37° e 23

Trentasette gradi celsius. T-r-e-n-t-a-s-e-t-t-e. 37.

Fortuna che in ufficio non si sentono. Ed in ufficio ci passo circa la metà della mia giornata. A casa nemmeno, in questi quartieri benestanti pieni di locali più o meno abbienti, di studenti squattrinati che fanno vita di lusso grazie al cambio e di expats decisamente ben messi, un ventilatore si trova sempre. Poco male, giusto quattro o cinque ore a combattere con quest’umidità.
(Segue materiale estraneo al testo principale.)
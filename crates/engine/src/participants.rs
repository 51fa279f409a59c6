//! Transaction participants.
//!
//! One row per participant of a [`Transaction`](crate::Transaction), holding
//! the amount that participant owes in minor units. `position` keeps the
//! listing order the shares were computed in.

use sea_orm::{ActiveValue, entity::prelude::*};
use serde::{Deserialize, Serialize};
use uuid::Uuid;

use crate::MoneyCents;

#[derive(Clone, Debug, PartialEq, Eq, Serialize, Deserialize)]
pub struct ParticipantShare {
    pub participant_id: String,
    pub amount: MoneyCents,
    /// Weight supplied by the client, stored as-is.
    pub fractional_share: Option<i32>,
    /// Display name of the participant's account. Filled on reads only.
    pub name: Option<String>,
    pub email: Option<String>,
}

#[derive(Clone, Debug, PartialEq, Eq, DeriveEntityModel)]
#[sea_orm(table_name = "transaction_participants")]
pub struct Model {
    #[sea_orm(primary_key, auto_increment = false)]
    pub transaction_id: String,
    #[sea_orm(primary_key, auto_increment = false)]
    pub account_id: String,
    pub position: i32,
    pub amount_minor: i64,
    pub fractional_share: Option<i32>,
}

#[derive(Copy, Clone, Debug, EnumIter, DeriveRelation)]
pub enum Relation {
    #[sea_orm(
        belongs_to = "super::transactions::Entity",
        from = "Column::TransactionId",
        to = "super::transactions::Column::Id",
        on_update = "NoAction",
        on_delete = "Cascade"
    )]
    Transactions,
    #[sea_orm(
        belongs_to = "super::accounts::Entity",
        from = "Column::AccountId",
        to = "super::accounts::Column::Id",
        on_update = "NoAction",
        on_delete = "NoAction"
    )]
    Accounts,
}

impl Related<super::transactions::Entity> for Entity {
    fn to() -> RelationDef {
        Relation::Transactions.def()
    }
}

impl Related<super::accounts::Entity> for Entity {
    fn to() -> RelationDef {
        Relation::Accounts.def()
    }
}

impl ActiveModelBehavior for ActiveModel {}

impl ParticipantShare {
    pub(crate) fn active_model(&self, transaction_id: Uuid, position: i32) -> ActiveModel {
        ActiveModel {
            transaction_id: ActiveValue::Set(transaction_id.to_string()),
            account_id: ActiveValue::Set(self.participant_id.clone()),
            position: ActiveValue::Set(position),
            amount_minor: ActiveValue::Set(self.amount.cents()),
            fractional_share: ActiveValue::Set(self.fractional_share),
        }
    }
}

impl From<(Model, Option<super::accounts::Model>)> for ParticipantShare {
    fn from((model, account): (Model, Option<super::accounts::Model>)) -> Self {
        let (name, email) = match account {
            Some(account) => (Some(account.name), Some(account.email)),
            None => (None, None),
        };
        Self {
            participant_id: model.account_id,
            amount: MoneyCents::new(model.amount_minor),
            fractional_share: model.fractional_share,
            name,
            email,
        }
    }
}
Quartieri benestanti dicevo, dove noi (occidentali) lavoriamo e viviamo. Zamalek, Mohandesin, Dokki, Maadi, Garden City, giusto per citarne qualcuno. Dove non ti accorgi nemmeno che sta succedendo qualcosa di grave se non accendi il computer e apri i quotidiani online. Così, una volta a casa, scopro degli scontri, dei feriti, delle ventitre vittime. 23. Se il conteggio non verrà smentito o aumentato.

Gli scontri accadono in Downtown, una delle parti popolari della metropoli. Dove c’è Piazza Tahrir, ma anche la Corniche e il Maspiro, sede delle televisioni, che hanno avuto molto a che fare con questa protesta degenerata in scontri e repressione. Niente analisi sociologiche del perché e percome, niente commenti, solo la rassegna stampa di questa caldissima serata.

AlJazeera

Al Masry Al Yaoum – Live Updates

Al Ahram

Guardian

BBC

Corriere della Sera

Repubblica

A dormire, tapparelle chiuse e aria condizionata accesa. Chiedendosi cosa comparirà sulla prima pagina di domani mattina.